■ Task brief
Wherever the line with "resolution, live in" sits in the listing below, transcribe from it up to and including the line with "use tokio::fs;", exactly, and leave the remaining lines out.
= Beginning of Section =
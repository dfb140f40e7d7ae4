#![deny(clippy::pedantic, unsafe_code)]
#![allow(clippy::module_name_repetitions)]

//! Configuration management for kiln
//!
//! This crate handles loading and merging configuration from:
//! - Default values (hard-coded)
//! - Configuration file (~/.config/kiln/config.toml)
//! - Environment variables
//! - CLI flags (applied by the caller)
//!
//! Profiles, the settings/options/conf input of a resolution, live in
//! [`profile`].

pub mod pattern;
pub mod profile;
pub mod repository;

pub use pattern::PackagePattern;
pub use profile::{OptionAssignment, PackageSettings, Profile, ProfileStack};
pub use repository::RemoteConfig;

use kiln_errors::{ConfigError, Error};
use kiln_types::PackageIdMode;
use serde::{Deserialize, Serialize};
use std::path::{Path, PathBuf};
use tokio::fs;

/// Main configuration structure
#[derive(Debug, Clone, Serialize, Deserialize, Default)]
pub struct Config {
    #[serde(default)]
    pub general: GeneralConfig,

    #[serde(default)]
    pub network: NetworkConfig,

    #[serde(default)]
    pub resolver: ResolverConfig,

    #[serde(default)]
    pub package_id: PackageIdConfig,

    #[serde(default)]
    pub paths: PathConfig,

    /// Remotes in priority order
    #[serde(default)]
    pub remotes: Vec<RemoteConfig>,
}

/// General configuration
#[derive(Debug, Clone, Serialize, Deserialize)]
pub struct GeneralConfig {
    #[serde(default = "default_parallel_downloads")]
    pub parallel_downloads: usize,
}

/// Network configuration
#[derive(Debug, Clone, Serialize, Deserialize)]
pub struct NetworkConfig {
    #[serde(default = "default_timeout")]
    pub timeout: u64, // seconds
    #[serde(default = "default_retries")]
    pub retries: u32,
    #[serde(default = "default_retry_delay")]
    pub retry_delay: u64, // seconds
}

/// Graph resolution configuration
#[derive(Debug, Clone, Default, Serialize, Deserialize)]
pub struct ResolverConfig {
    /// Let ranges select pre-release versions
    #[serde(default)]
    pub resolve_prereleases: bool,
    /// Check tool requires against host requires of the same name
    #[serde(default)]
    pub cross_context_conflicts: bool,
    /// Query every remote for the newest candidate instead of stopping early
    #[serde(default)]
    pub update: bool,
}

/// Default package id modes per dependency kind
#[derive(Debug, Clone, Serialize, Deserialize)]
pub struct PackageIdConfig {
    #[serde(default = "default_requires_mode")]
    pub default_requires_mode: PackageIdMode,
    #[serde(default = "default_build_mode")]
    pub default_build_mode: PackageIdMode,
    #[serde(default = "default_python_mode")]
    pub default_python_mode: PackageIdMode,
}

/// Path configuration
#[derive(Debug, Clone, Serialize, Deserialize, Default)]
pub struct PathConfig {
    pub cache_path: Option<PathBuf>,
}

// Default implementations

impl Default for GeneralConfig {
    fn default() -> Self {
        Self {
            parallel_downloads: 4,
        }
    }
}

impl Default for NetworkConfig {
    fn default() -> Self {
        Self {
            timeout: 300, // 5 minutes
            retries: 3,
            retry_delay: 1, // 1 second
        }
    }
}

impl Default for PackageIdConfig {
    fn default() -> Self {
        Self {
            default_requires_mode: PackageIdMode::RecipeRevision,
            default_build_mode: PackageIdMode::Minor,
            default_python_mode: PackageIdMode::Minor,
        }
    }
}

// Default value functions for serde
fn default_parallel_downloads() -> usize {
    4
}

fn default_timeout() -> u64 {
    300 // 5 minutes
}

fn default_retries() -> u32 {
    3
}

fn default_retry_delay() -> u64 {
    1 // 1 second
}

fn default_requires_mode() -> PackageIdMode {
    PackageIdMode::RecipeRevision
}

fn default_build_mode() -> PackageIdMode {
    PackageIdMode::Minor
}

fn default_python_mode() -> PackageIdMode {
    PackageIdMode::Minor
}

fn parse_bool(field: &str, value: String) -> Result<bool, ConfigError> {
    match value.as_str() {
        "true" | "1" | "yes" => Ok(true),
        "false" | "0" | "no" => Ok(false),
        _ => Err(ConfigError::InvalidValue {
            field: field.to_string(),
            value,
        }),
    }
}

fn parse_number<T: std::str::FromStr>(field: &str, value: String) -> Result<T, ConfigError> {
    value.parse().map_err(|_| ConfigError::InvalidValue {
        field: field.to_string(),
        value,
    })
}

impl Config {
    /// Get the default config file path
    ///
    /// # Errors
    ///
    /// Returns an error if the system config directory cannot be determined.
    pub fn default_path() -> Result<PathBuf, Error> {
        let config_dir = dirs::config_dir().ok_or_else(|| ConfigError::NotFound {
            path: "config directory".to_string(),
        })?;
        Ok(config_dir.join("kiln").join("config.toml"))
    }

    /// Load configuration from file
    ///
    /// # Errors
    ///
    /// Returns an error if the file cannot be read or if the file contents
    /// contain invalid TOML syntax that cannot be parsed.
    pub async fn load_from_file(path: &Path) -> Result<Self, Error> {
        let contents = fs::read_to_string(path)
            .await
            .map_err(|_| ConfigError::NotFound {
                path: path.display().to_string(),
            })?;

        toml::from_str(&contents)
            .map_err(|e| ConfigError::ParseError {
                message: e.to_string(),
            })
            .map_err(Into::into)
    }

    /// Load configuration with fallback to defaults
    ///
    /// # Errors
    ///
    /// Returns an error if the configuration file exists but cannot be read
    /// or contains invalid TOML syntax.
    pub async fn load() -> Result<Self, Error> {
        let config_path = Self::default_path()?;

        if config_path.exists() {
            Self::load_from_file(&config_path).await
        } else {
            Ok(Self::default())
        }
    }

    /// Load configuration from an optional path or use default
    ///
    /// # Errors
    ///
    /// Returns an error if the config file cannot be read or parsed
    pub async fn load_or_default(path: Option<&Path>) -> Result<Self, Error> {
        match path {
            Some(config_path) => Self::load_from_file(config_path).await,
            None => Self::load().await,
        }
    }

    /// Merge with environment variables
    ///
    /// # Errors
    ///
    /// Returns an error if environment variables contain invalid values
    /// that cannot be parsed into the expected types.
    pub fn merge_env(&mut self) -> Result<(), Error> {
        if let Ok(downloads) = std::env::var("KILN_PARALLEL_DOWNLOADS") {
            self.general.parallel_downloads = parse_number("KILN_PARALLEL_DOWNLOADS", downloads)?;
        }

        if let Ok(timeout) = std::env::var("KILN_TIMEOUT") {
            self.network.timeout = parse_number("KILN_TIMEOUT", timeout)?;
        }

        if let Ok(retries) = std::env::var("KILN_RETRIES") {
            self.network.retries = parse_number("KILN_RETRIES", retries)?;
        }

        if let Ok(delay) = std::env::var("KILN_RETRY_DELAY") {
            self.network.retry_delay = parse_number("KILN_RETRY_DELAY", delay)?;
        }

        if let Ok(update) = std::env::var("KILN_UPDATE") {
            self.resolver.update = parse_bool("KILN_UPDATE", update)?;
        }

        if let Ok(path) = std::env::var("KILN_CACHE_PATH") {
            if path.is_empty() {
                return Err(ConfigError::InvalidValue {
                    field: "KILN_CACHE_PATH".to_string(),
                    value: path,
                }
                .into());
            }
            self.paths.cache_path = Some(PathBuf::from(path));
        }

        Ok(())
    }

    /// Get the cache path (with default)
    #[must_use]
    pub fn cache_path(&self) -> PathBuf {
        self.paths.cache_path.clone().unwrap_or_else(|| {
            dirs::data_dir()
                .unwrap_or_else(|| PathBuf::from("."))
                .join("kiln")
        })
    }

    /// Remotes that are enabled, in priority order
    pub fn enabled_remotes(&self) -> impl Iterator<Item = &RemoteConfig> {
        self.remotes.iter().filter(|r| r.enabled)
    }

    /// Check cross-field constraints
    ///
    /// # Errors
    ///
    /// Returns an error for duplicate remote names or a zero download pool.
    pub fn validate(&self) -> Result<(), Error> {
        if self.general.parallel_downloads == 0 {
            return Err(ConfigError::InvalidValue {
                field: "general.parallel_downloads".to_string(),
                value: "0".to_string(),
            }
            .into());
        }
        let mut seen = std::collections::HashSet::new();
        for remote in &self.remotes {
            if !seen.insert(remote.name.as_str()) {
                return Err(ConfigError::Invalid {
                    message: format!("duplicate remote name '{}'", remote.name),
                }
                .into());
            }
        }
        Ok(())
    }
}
= End of Section =
■ Your response
//! Profiles, the settings/options/conf input of a resolution, live in
//! [`profile`].

pub mod pattern;
pub mod profile;
pub mod repository;

pub use pattern::PackagePattern;
pub use profile::{OptionAssignment, PackageSettings, Profile, ProfileStack};
pub use repository::RemoteConfig;

use kiln_errors::{ConfigError, Error};
use kiln_types::PackageIdMode;
use serde::{Deserialize, Serialize};
use std::path::{Path, PathBuf};
use tokio::fs;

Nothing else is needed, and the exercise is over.